Takeaway: The bottom just dropped out of Vancouver, as the home sales Y/Y growth rate fell from +0.6% in June to -18.9% in July.

Editor's Note: Below is a brief excerpt from the second edition of our Hedgeye Canada Tracker research product. Spearheaded by Josh Steiner, the goal is to help investors understand the trends and spot inflection points in the Canadian housing market by tracking 10-12 different housing data series across Canada and 8 different series at the metro level in Toronto, Vancouver, Calgary and Montreal, and presenting them in a hyper-simple format. Email sales@hedgeye.com for more info and how you can subscribe.

How Slowing Chinese Housing Demand Is Affecting Global Real Estate Markets - for sale

As Steiner writes:

 

“We track Chinese FX reserves as a proxy for foreign real estate demand.
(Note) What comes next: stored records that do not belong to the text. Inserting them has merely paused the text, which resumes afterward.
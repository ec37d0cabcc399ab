//! Trivia arithmetic for passes that add or remove whole statements.

/// The indentation of the line a token starts: everything after the last
/// newline in its leading trivia. Leading trivia without a newline is
/// returned whole only when it is pure spacing.
pub fn indentation(leading: &str) -> &str {
    let tail = match leading.rfind('\n') {
        Some(pos) => &leading[pos + 1..],
        None => leading,
    };
    if tail.chars().all(|c| c == ' ' || c == '\t') {
        tail
    } else {
        ""
    }
}

/// Leading trivia that starts a new line at the given indentation.
pub fn line_break(indent: &str) -> String {
    format!("\n{indent}")
}

/// Replace the final-line indentation of a leading-trivia run, keeping
/// comments and blank lines above it.
pub fn reindent(leading: &str, indent: &str) -> String {
    match leading.rfind('\n') {
        Some(pos) => {
            let tail = &leading[pos + 1..];
            if tail.chars().all(|c| c == ' ' || c == '\t') {
                format!("{}{}", &leading[..pos + 1], indent)
            } else {
                leading.to_string()
            }
        }
        None => indent.to_string(),
    }
}

/// True if the trivia run carries anything worth keeping when its token
/// is deleted (comments or preprocessor lines, not just spacing).
pub fn has_comment(leading: &str) -> bool {
    leading.contains("//") || leading.contains("/*") || leading.contains('#')
}

#[cfg(test)]
mod tests {
    use super::*;

    #[test]
    fn test_indentation_after_newline() {
        assert_eq!(indentation("\n      "), "      ");
        assert_eq!(indentation("  "), "  ");
        assert_eq!(indentation("\n  // note\n    "), "    ");
    }

    #[test]
    fn test_reindent_keeps_comment_lines() {
        assert_eq!(reindent("\n  // note\n      ", "  "), "\n  // note\n  ");
        assert_eq!(reindent("      ", "  "), "  ");
    }

    #[test]
    fn test_comment_detection() {
        assert!(has_comment("\n  // keep me\n  "));
        assert!(!has_comment("\n\n    "));
    }
}
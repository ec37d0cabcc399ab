//! Per-file pass driver.
//!
//! Each pass sees a semantic model bound from the tree it is about to
//! rewrite, never a stale one. A pass that panics loses only its own
//! work: the tree snapshot from before the pass is restored and the
//! remaining passes are skipped for that file.

use std::panic::{self, AssertUnwindSafe};

use crate::catalog::{MoqSymbols, RhinoSymbols};
use crate::diag::DiagnosticSink;
use crate::sema::{Compilation, SemanticModel};
use crate::syntax::{parse, unit_text, NodeTracker};

use super::{passes, PassContext, RewritePass};

pub struct MigrationPipeline {
    passes: Vec<Box<dyn RewritePass>>,
}

impl MigrationPipeline {
    pub fn new() -> MigrationPipeline {
        MigrationPipeline { passes: passes() }
    }

    /// Run every pass over one file. `None` when the file comes out
    /// byte-identical, which is also what a second run over already
    /// migrated code produces.
    pub fn rewrite_source(
        &self,
        file: &str,
        source: &str,
        comp: &Compilation,
        rhino: &RhinoSymbols,
        moq: &MoqSymbols,
        diags: &DiagnosticSink,
    ) -> Option<String> {
        let mut unit = parse(source);
        let tracker = NodeTracker::new();
        for pass in &self.passes {
            let snapshot = unit.clone();
            let model = SemanticModel::bind(&unit, comp);
            let ctx = PassContext {
                model: &model,
                tracker: &tracker,
                rhino,
                moq,
                diags,
                file,
            };
            let outcome = panic::catch_unwind(AssertUnwindSafe(|| pass.rewrite(&mut unit, &ctx)));
            if outcome.is_err() {
                unit = snapshot;
                diags.warn(
                    file,
                    0,
                    format!(
                        "internal error in pass `{}`; file kept at its last good state",
                        pass.name()
                    ),
                );
                break;
            }
        }
        let rewritten = unit_text(&unit);
        (rewritten != source).then_some(rewritten)
    }
}

impl Default for MigrationPipeline {
    fn default() -> Self {
        MigrationPipeline::new()
    }
}

#[cfg(test)]
pub mod test_support {
    use super::*;

    /// Apply one named pass to a source snippet with a fresh model and
    /// the default compilation.
    pub fn run_single_pass(name: &str, source: &str) -> String {
        run_single_pass_with_warnings(name, source).0
    }

    pub fn run_single_pass_with_warnings(name: &str, source: &str) -> (String, Vec<String>) {
        let comp = Compilation::with_default_references();
        let rhino = RhinoSymbols::resolve(&comp.symbols).expect("rhino catalog");
        let moq = MoqSymbols::resolve(&comp.symbols).expect("moq catalog");
        let diags = DiagnosticSink::new(true);
        let mut unit = parse(source);
        let tracker = NodeTracker::new();
        let pass = passes()
            .into_iter()
            .find(|p| p.name() == name)
            .unwrap_or_else(|| panic!("no pass named `{name}`"));
        let model = SemanticModel::bind(&unit, &comp);
        let ctx = PassContext {
            model: &model,
            tracker: &tracker,
            rhino: &rhino,
            moq: &moq,
            diags: &diags,
            file: "test.cs",
        };
        pass.rewrite(&mut unit, &ctx);
        let warnings = diags.entries().into_iter().map(|d| d.message).collect();
        (unit_text(&unit), warnings)
    }
}

#[cfg(test)]
mod tests {
    use super::*;

    fn rewrite(source: &str) -> Option<String> {
        let comp = Compilation::with_default_references();
        let rhino = RhinoSymbols::resolve(&comp.symbols).unwrap();
        let moq = MoqSymbols::resolve(&comp.symbols).unwrap();
        let diags = DiagnosticSink::new(true);
        MigrationPipeline::new().rewrite_source("test.cs", source, &comp, &rhino, &moq, &diags)
    }

    #[test]
    fn test_full_pipeline_on_one_expectation() {
        let source = r#"using Rhino.Mocks;

public interface IAccount
{
  void DoSomething ();
}

public class T
{
  private IAccount _mock;

  public void SetUp ()
  {
    _mock = MockRepository.GenerateMock<IAccount>();
  }

  public void M ()
  {
    _mock.Expect (m => m.DoSomething());
    _mock.VerifyAllExpectations ();
  }
}
"#;
        let output = rewrite(source).expect("file changes");
        assert!(output.contains("using Moq;"));
        assert!(!output.contains("Rhino.Mocks"));
        assert!(output.contains("private Mock<IAccount> _mock;"));
        assert!(output.contains("_mock = new Mock<IAccount>();"));
        assert!(output.contains("_mock.Setup (m => m.DoSomething()).Verifiable();"));
        assert!(output.contains("_mock.Verify ();"));
    }

    #[test]
    fn test_second_run_is_a_no_op() {
        let source = r#"using Rhino.Mocks;

public interface IAccount
{
  int Balance ();
}

public class T
{
  private IAccount _mock;

  public void M ()
  {
    _mock = MockRepository.GenerateMock<IAccount>();
    _mock.Stub (m => m.Balance ()).Return (42);
  }
}
"#;
        let first = rewrite(source).expect("file changes");
        assert_eq!(rewrite(&first), None);
    }

    #[test]
    fn test_untouched_files_report_no_change() {
        let source = "using System;\n\npublic class T\n{\n}\n";
        assert_eq!(rewrite(source), None);
    }
}
//! Mockshift CLI entry point.

use clap::Parser;
use mockshift::cli::{self, Cli, Commands, EXIT_ERROR};

fn main() {
    let cli = Cli::parse();

    let exit_code = match cli.command {
        Commands::Migrate(args) => match cli::run_migrate(&args) {
            Ok(code) => code,
            Err(e) => {
                eprintln!("Error: {}", e);
                EXIT_ERROR
            }
        },
    };

    std::process::exit(exit_code);
}
//! Workspace discovery and file I/O.
//!
//! A migration root is a directory of C# test projects. Each immediate
//! subdirectory containing `.cs` files becomes one compilation named
//! after the directory; `.cs` files sitting directly at the root form a
//! compilation named after the root itself. Hidden directories and build
//! output (`bin`, `obj`) are skipped.
//!
//! Files are read and written as raw bytes around the rewrite so a UTF-8
//! byte order mark survives the round trip.

use std::fs;
use std::path::{Path, PathBuf};

use anyhow::{Context, Result};
use walkdir::WalkDir;

const BOM: &[u8] = b"\xef\xbb\xbf";

/// One compilation: a named group of C# files rewritten together.
pub struct CompilationDir {
    pub name: String,
    pub files: Vec<PathBuf>,
}

pub struct Workspace {
    pub root: PathBuf,
    pub compilations: Vec<CompilationDir>,
}

impl Workspace {
    /// Discover the compilations under a root path. A single-file root
    /// becomes a one-file compilation.
    pub fn discover(root: &Path) -> Result<Workspace> {
        let metadata = fs::metadata(root)
            .with_context(|| format!("cannot access path {}", root.display()))?;

        if metadata.is_file() {
            let name = root
                .file_stem()
                .map(|s| s.to_string_lossy().to_string())
                .unwrap_or_else(|| "workspace".to_string());
            return Ok(Workspace {
                root: root.parent().unwrap_or(Path::new(".")).to_path_buf(),
                compilations: vec![CompilationDir {
                    name,
                    files: vec![root.to_path_buf()],
                }],
            });
        }

        let mut compilations = Vec::new();
        let mut root_files = Vec::new();
        let mut entries: Vec<_> = fs::read_dir(root)
            .with_context(|| format!("cannot read directory {}", root.display()))?
            .collect::<std::io::Result<Vec<_>>>()?;
        entries.sort_by_key(|e| e.file_name());

        for entry in entries {
            let path = entry.path();
            let name = entry.file_name().to_string_lossy().to_string();
            if path.is_dir() {
                if skip_dir(&name) {
                    continue;
                }
                let files = cs_files(&path)?;
                if !files.is_empty() {
                    compilations.push(CompilationDir { name, files });
                }
            } else if is_cs(&path) {
                root_files.push(path);
            }
        }

        if !root_files.is_empty() {
            root_files.sort();
            let name = root
                .file_name()
                .map(|s| s.to_string_lossy().to_string())
                .unwrap_or_else(|| ".".to_string());
            compilations.insert(
                0,
                CompilationDir {
                    name,
                    files: root_files,
                },
            );
        }

        Ok(Workspace {
            root: root.to_path_buf(),
            compilations,
        })
    }
}

fn skip_dir(name: &str) -> bool {
    name.starts_with('.') || name == "bin" || name == "obj"
}

fn is_cs(path: &Path) -> bool {
    path.extension().and_then(|e| e.to_str()) == Some("cs")
}

fn cs_files(dir: &Path) -> Result<Vec<PathBuf>> {
    let mut files = Vec::new();
    for entry in WalkDir::new(dir)
        .follow_links(true)
        .into_iter()
        .filter_entry(|e| {
            !(e.file_type().is_dir() && skip_dir(&e.file_name().to_string_lossy()))
        })
    {
        let entry = entry?;
        if entry.file_type().is_file() && is_cs(entry.path()) {
            files.push(entry.path().to_path_buf());
        }
    }
    files.sort();
    Ok(files)
}

/// Source text plus whether a UTF-8 byte order mark was present.
pub struct SourceFile {
    pub text: String,
    pub bom: bool,
}

pub fn read_source(path: &Path) -> Result<SourceFile> {
    let bytes =
        fs::read(path).with_context(|| format!("cannot read {}", path.display()))?;
    let (bom, slice) = if bytes.starts_with(BOM) {
        (true, &bytes[BOM.len()..])
    } else {
        (false, &bytes[..])
    };
    let text = String::from_utf8(slice.to_vec())
        .with_context(|| format!("{} is not valid UTF-8", path.display()))?;
    Ok(SourceFile { text, bom })
}

pub fn write_source(path: &Path, text: &str, bom: bool) -> Result<()> {
    let mut bytes = Vec::with_capacity(text.len() + BOM.len());
    if bom {
        bytes.extend_from_slice(BOM);
    }
    bytes.extend_from_slice(text.as_bytes());
    fs::write(path, bytes).with_context(|| format!("cannot write {}", path.display()))
}

/// Cheap pre-filter: only files that mention Rhino.Mocks at all go
/// through the parser and pipeline.
pub fn mentions_rhino(source: &str) -> bool {
    source.contains("Rhino.Mocks")
}

#[cfg(test)]
mod tests {
    use super::*;
    use std::fs;

    #[test]
    fn test_subdirectories_become_compilations() {
        let dir = tempfile::tempdir().unwrap();
        fs::create_dir(dir.path().join("ProjectA")).unwrap();
        fs::create_dir(dir.path().join("ProjectB")).unwrap();
        fs::create_dir(dir.path().join("bin")).unwrap();
        fs::write(dir.path().join("ProjectA/FooTest.cs"), "class A {}").unwrap();
        fs::write(dir.path().join("ProjectB/BarTest.cs"), "class B {}").unwrap();
        fs::write(dir.path().join("bin/Gen.cs"), "class G {}").unwrap();
        fs::write(dir.path().join("Shared.cs"), "class S {}").unwrap();

        let ws = Workspace::discover(dir.path()).unwrap();
        let names: Vec<&str> = ws.compilations.iter().map(|c| c.name.as_str()).collect();
        assert_eq!(names.len(), 3);
        assert_eq!(&names[1..], ["ProjectA", "ProjectB"]);
        assert_eq!(ws.compilations[1].files.len(), 1);
    }

    #[test]
    fn test_single_file_root() {
        let dir = tempfile::tempdir().unwrap();
        let file = dir.path().join("Test.cs");
        fs::write(&file, "class T {}").unwrap();
        let ws = Workspace::discover(&file).unwrap();
        assert_eq!(ws.compilations.len(), 1);
        assert_eq!(ws.compilations[0].name, "Test");
    }

    #[test]
    fn test_bom_round_trip() {
        let dir = tempfile::tempdir().unwrap();
        let file = dir.path().join("Test.cs");
        fs::write(&file, b"\xef\xbb\xbfclass T {}").unwrap();

        let source = read_source(&file).unwrap();
        assert!(source.bom);
        assert_eq!(source.text, "class T {}");

        write_source(&file, &source.text, source.bom).unwrap();
        let bytes = fs::read(&file).unwrap();
        assert!(bytes.starts_with(b"\xef\xbb\xbf"));
    }
}
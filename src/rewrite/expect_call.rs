//! Pass 1: normalize expectation roots.
//!
//! `Expect.Call (x.Act (a))` and `SetupResult.For (x.Act (a))` become the
//! extension-method form `x.Expect (_ => _.Act (a))` / `x.Stub (...)`,
//! which is the single shape every later pass matches on. The inner
//! invocation is tracked before its receiver is substituted away, so the
//! constraint folding below can still reach the original receiver.
//!
//! `.Constraints (...)` and `.IgnoreArguments ()` links are folded here,
//! while the original method binding is still reachable: each constraint
//! becomes a positional matcher argument typed by the invoked method's
//! parameter, and the link is dropped.

use super::argument::{it_is_any, translate_constraint};
use super::chain::Chain;
use super::factory;
use super::{PassContext, Rewrite, RewritePass};
use crate::syntax::ast::{
    walk_stmt_exprs_mut, CompilationUnit, Expr, ExprKind, LambdaBody, LambdaParams, Stmt, StmtKind,
};

pub struct ExpectCallPass;

impl RewritePass for ExpectCallPass {
    fn name(&self) -> &'static str {
        "expect-call"
    }

    fn rewrite(&self, unit: &mut CompilationUnit, ctx: &PassContext<'_>) {
        if !ctx.model.rhino_imported() {
            return;
        }

        // Convert static roots bottom-up first, so the chain shape is
        // uniform before constraints are folded.
        let mut stmts: Vec<&mut Stmt> = Vec::new();
        collect_stmts(unit, &mut stmts);
        for stmt in stmts {
            walk_stmt_exprs_mut(stmt, &mut |expr| {
                let symbol = match ctx.model.symbol_of(expr) {
                    Some(s) => s,
                    None => return,
                };
                if symbol == ctx.rhino.expect_call {
                    convert_root(expr, "Expect", ctx);
                } else if symbol == ctx.rhino.setup_result_for {
                    convert_root(expr, "Stub", ctx);
                }
            });
        }

        let mut stmts: Vec<&mut Stmt> = Vec::new();
        collect_stmts(unit, &mut stmts);
        for stmt in stmts {
            if let StmtKind::ExprStmt { expr, .. } = &mut stmt.kind {
                fold_argument_links(expr, ctx);
            }
        }
    }
}

fn collect_stmts<'a>(unit: &'a mut CompilationUnit, out: &mut Vec<&'a mut Stmt>) {
    for method in crate::syntax::ast::methods_mut(unit) {
        if let Some(body) = &mut method.body {
            for stmt in &mut body.stmts {
                collect_nested(stmt, out);
            }
        }
    }
}

fn collect_nested<'a>(stmt: &'a mut Stmt, out: &mut Vec<&'a mut Stmt>) {
    // Using bodies and nested blocks hold expectation statements too;
    // opaque statements cannot. The resource expression of a `using`
    // never holds expectations.
    if !matches!(stmt.kind, StmtKind::Block(_) | StmtKind::Using { .. }) {
        out.push(stmt);
        return;
    }
    match &mut stmt.kind {
        StmtKind::Block(block) => {
            for s in &mut block.stmts {
                collect_nested(s, out);
            }
        }
        StmtKind::Using { body, .. } => collect_nested(body, out),
        _ => {}
    }
}

/// `Expect.Call (x.Act (a))` -> `x.Expect (_ => _.Act (a))`, in place.
fn convert_root(expr: &mut Expr, extension_name: &str, ctx: &PassContext<'_>) {
    let line = expr.line();
    let ExprKind::Invoke { args, .. } = &mut expr.kind else {
        return;
    };
    if args.args.len() != 1 {
        ctx.warn(line, "expectation root does not take exactly one call; left unchanged");
        return;
    }
    let mut inner = args.args.remove(0).expr;

    // Remember the untouched call, original receiver included. The
    // `() => x.Act ()` form keeps the call inside a wrapper lambda.
    let call = expectation_call_mut(&mut inner);
    ctx.tracker.track(call);

    let receiver = match substitute_receiver(call) {
        Some(r) => r,
        None => {
            ctx.warn(
                line,
                "cannot identify the mocked receiver of the expectation; left unchanged",
            );
            // Put the argument back; the node stays as it was.
            let restored = std::mem::replace(&mut inner, factory::ident(""));
            args.args.push(crate::syntax::ast::Arg {
                expr: restored,
                comma: None,
            });
            return;
        }
    };

    let mut receiver = receiver;
    factory::inherit_leading(&mut receiver, expr);
    let mut call = into_expectation_call(inner);
    factory::set_leading(&mut call, "");
    let rebuilt = factory::call(
        factory::member_named(receiver, extension_name),
        vec![factory::lambda("_", call)],
    );
    *expr = rebuilt;
}

/// The call expression behind an expectation argument, looking through
/// the `() => x.Act ()` wrapper lambda when present.
fn expectation_call_mut(expr: &mut Expr) -> &mut Expr {
    if !matches!(
        expr.kind,
        ExprKind::Lambda {
            body: LambdaBody::Expr(_),
            ..
        }
    ) {
        return expr;
    }
    match &mut expr.kind {
        ExprKind::Lambda {
            body: LambdaBody::Expr(body),
            ..
        } => body,
        _ => unreachable!("matched above"),
    }
}

/// Consuming twin of [`expectation_call_mut`]: splices the call out of
/// the wrapper lambda.
fn into_expectation_call(expr: Expr) -> Expr {
    match expr {
        Expr {
            kind:
                ExprKind::Lambda {
                    body: LambdaBody::Expr(body),
                    ..
                },
            ..
        } => *body,
        other => other,
    }
}

/// Replace the leftmost identifier of a member chain with `_`, returning
/// the identifier that was there.
fn substitute_receiver(expr: &mut Expr) -> Option<Expr> {
    match &mut expr.kind {
        ExprKind::Member { base, .. } => {
            if matches!(base.kind, ExprKind::Ident(_)) {
                let mut replacement = factory::ident("_");
                replacement.first_token_mut().leading = base.first_token().leading.clone();
                return Some(std::mem::replace(base, Box::new(replacement)).as_ref().clone());
            }
            substitute_receiver(base)
        }
        ExprKind::Invoke { callee, .. } => substitute_receiver(callee),
        _ => None,
    }
}

/// Fold `.Constraints (...)` / `.IgnoreArguments ()` links of an
/// expectation chain into the setup lambda's argument list.
fn fold_argument_links(expr: &mut Expr, ctx: &PassContext<'_>) {
    let line = expr.line();
    let Some(mut chain) = Chain::decompose(ctx.model, expr) else {
        return;
    };
    let root = match chain.links.iter().position(|l| {
        l.symbol == Some(ctx.rhino.ext_expect) || l.symbol == Some(ctx.rhino.ext_stub)
    }) {
        Some(i) => i,
        None => return,
    };
    let constraints = chain
        .links
        .iter()
        .position(|l| l.symbol == Some(ctx.rhino.opt_constraints));
    let ignore = chain
        .links
        .iter()
        .position(|l| l.symbol == Some(ctx.rhino.opt_ignore_arguments));
    if constraints.is_none() && ignore.is_none() {
        return;
    }

    let Some((method, receiver_ty)) = lambda_target(&chain, root, ctx) else {
        ctx.warn(
            line,
            "cannot resolve the expected call behind this constraint; left unchanged",
        );
        return;
    };
    let Some(sig) = ctx.model.method_sig(&receiver_ty, &method) else {
        ctx.warn(
            line,
            format!("no declaration of `{receiver_ty}.{method}` in scope; constraints left unchanged"),
        );
        return;
    };
    let params = sig.params.clone();

    let new_args: Vec<Expr> = if let Some(ci) = constraints {
        let Some(arg_exprs) = chain.links[ci].args.as_ref() else {
            return;
        };
        if arg_exprs.args.len() != params.len() {
            ctx.warn(
                line,
                format!(
                    "{} constraints given for {} parameters of `{method}`; left unchanged",
                    arg_exprs.args.len(),
                    params.len()
                ),
            );
            return;
        }
        let mut translated = Vec::new();
        for (arg, param_ty) in arg_exprs.args.iter().zip(&params) {
            match translate_constraint(&arg.expr, param_ty, ctx.model, ctx.rhino) {
                Rewrite::Done(e) => translated.push(e),
                Rewrite::Skip => {
                    ctx.warn(
                        line,
                        "unrecognized constraint expression; left unchanged",
                    );
                    return;
                }
            }
        }
        translated
    } else {
        params.iter().map(|ty| it_is_any(ty)).collect()
    };

    if !replace_lambda_call_args(&mut chain, root, new_args) {
        return;
    }
    // A chain can carry both links; drop from the back so the earlier
    // index stays valid.
    let mut drop: Vec<usize> = constraints.into_iter().chain(ignore).collect();
    drop.sort_unstable();
    for idx in drop.into_iter().rev() {
        chain.links.remove(idx);
    }

    let rebuilt = chain.rebuild();
    *expr = rebuilt;
}

/// The method name invoked inside the setup lambda and the display type
/// of its receiver. For lambdas synthesized by this pass the original
/// receiver is recovered through the tracker.
fn lambda_target(chain: &Chain, root: usize, ctx: &PassContext<'_>) -> Option<(String, String)> {
    let args = chain.links[root].args.as_ref()?;
    let lambda = &args.args.first()?.expr;
    let ExprKind::Lambda { params, body, .. } = &lambda.kind else {
        return None;
    };
    let LambdaBody::Expr(body) = body else {
        return None;
    };
    let method = body.callee_name().or_else(|| body.member_name())?.to_string();

    let synthesized = matches!(params, LambdaParams::Single(t) if t.text == "_");
    let receiver_ty = if synthesized {
        let original = ctx.tracker.original_of(body)?;
        let recv = original.invocation_receiver().or_else(|| match &original.kind {
            ExprKind::Member { base, .. } => Some(base),
            _ => None,
        })?;
        ctx.model.mocked_type_of(recv)?
    } else {
        ctx.model.mocked_type_of(&chain.receiver)?
    };
    Some((method, receiver_ty))
}

fn replace_lambda_call_args(chain: &mut Chain, root: usize, new_args: Vec<Expr>) -> bool {
    let Some(args) = chain.links[root].args.as_mut() else {
        return false;
    };
    let Some(first) = args.args.first_mut() else {
        return false;
    };
    let ExprKind::Lambda { body, .. } = &mut first.expr.kind else {
        return false;
    };
    let LambdaBody::Expr(body) = body else {
        return false;
    };
    let ExprKind::Invoke { args: call_args, .. } = &mut body.kind else {
        return false;
    };
    let open_leading = call_args.open.leading.clone();
    let mut list = factory::arg_list(new_args);
    // Keep the call's own spacing before the parenthesis.
    list.open.leading = open_leading;
    *call_args = list;
    true
}

#[cfg(test)]
mod tests {
    use crate::rewrite::pipeline::test_support::run_single_pass;

    #[test]
    fn test_expect_call_becomes_extension_form() {
        let output = run_single_pass(
            "expect-call",
            r#"using Rhino.Mocks;

public interface IAccount
{
  int Balance ();
}

public class T
{
  private IAccount _mock;

  public void M ()
  {
    Expect.Call (_mock.Balance ()).Return (42);
  }
}
"#,
        );
        assert!(output.contains("_mock.Expect (_ => _.Balance ()).Return (42);"));
        assert!(!output.contains("Expect.Call"));
    }

    #[test]
    fn test_setup_result_for_becomes_stub() {
        let output = run_single_pass(
            "expect-call",
            r#"using Rhino.Mocks;

public interface IAccount
{
  int Balance ();
}

public class T
{
  private IAccount _mock;

  public void M ()
  {
    SetupResult.For (_mock.Balance ()).Return (7);
  }
}
"#,
        );
        assert!(output.contains("_mock.Stub (_ => _.Balance ()).Return (7);"));
    }

    #[test]
    fn test_constraints_fold_into_typed_matchers() {
        let output = run_single_pass(
            "expect-call",
            r#"using Rhino.Mocks;
using Rhino.Mocks.Constraints;

public interface IAccount
{
  void Deposit (int amount, string note);
}

public class T
{
  private IAccount _mock;

  public void M ()
  {
    Expect.Call (_mock.Deposit (0, null)).Constraints (Is.GreaterThan (10), Is.Anything ());
  }
}
"#,
        );
        assert!(output.contains(
            "_mock.Expect (_ => _.Deposit (It.Is<int> (param => param > 10), It.IsAny<string>()));"
        ));
        // The using directive stays; pass 10 owns its removal.
        assert!(!output.contains(".Constraints"));
        assert!(output.contains("using Rhino.Mocks.Constraints;"));
    }

    #[test]
    fn test_ignore_arguments_becomes_is_any() {
        let output = run_single_pass(
            "expect-call",
            r#"using Rhino.Mocks;

public interface IAccount
{
  void Deposit (int amount);
}

public class T
{
  private IAccount _mock;

  public void M ()
  {
    _mock.Expect (m => m.Deposit (3)).IgnoreArguments ();
  }
}
"#,
        );
        assert!(output.contains("_mock.Expect (m => m.Deposit (It.IsAny<int>()));"));
        assert!(!output.contains("IgnoreArguments"));
    }

    #[test]
    fn test_lambda_wrapped_expectation_unwraps() {
        let output = run_single_pass(
            "expect-call",
            r#"using Rhino.Mocks;

public interface IAccount
{
  void DoSomething ();
}

public class T
{
  private IAccount _mock;

  public void M ()
  {
    Expect.Call (() => _mock.DoSomething ());
  }
}
"#,
        );
        assert!(output.contains("_mock.Expect (_ => _.DoSomething ());"));
        assert!(!output.contains("()=>") && !output.contains("() =>"));
    }

    #[test]
    fn test_expectations_inside_using_bodies_convert() {
        let output = run_single_pass(
            "expect-call",
            r#"using Rhino.Mocks;

public interface IAccount
{
  int Balance ();
}

public class T
{
  private MockRepository _repo;
  private IAccount _mock;

  public void M ()
  {
    using (_repo.Ordered ())
    {
      Expect.Call (_mock.Balance ()).Return (1);
    }
  }
}
"#,
        );
        assert!(output.contains("_mock.Expect (_ => _.Balance ()).Return (1);"));
        assert!(!output.contains("Expect.Call"));
    }

    #[test]
    fn test_constraints_with_ignore_arguments_drops_both_links() {
        let output = run_single_pass(
            "expect-call",
            r#"using Rhino.Mocks;
using Rhino.Mocks.Constraints;

public interface IAccount
{
  void Deposit (int amount);
}

public class T
{
  private IAccount _mock;

  public void M ()
  {
    Expect.Call (_mock.Deposit (0)).Constraints (Is.GreaterThan (10)).IgnoreArguments ();
  }
}
"#,
        );
        assert!(output.contains("_mock.Expect (_ => _.Deposit (It.Is<int> (param => param > 10)));"));
        assert!(!output.contains(".Constraints"));
        assert!(!output.contains("IgnoreArguments"));
    }

    #[test]
    fn test_unrelated_calls_pass_through() {
        let source = r#"using NUnit.Framework;

public class T
{
  public void M ()
  {
    Assert.That (1, Is.EqualTo (1));
  }
}
"#;
        assert_eq!(run_single_pass("expect-call", source), source);
    }
}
The view is that $2.75 Trillion is the threshold above which China needs to maintain its FX Reserves in order to prevent a disorderly devaluation of the Yuan. As those FX reserves converge on that threshold, the pace of money leaving the country -- our proxy for foreign real estate demand -- will slow out of necessity as China clamps further down on loopholes and avoidance of the $50,000/per person/per year limit.”

 

How Slowing Chinese Housing Demand Is Affecting Global Real Estate Markets - china forex

Why does this matter?

According to recently released Canadian economic data for the month of May, real estate has emerged as the third largest component of the Canadian economy, accounting for half of all GDP growth.

As such, housing sector weakness could negatively impact growth.

And it’s happening. “Vancouver home sales put up a massive deterioration, as the bottom dropped out of the Y/Y growth rate,” Steiner writes. “The Y/Y rate went from +0.6% in June to -18.9% in July. Importantly, this decline occurred even before the August implementation of a 15% foreign buyer tax, which should further drag down sales.”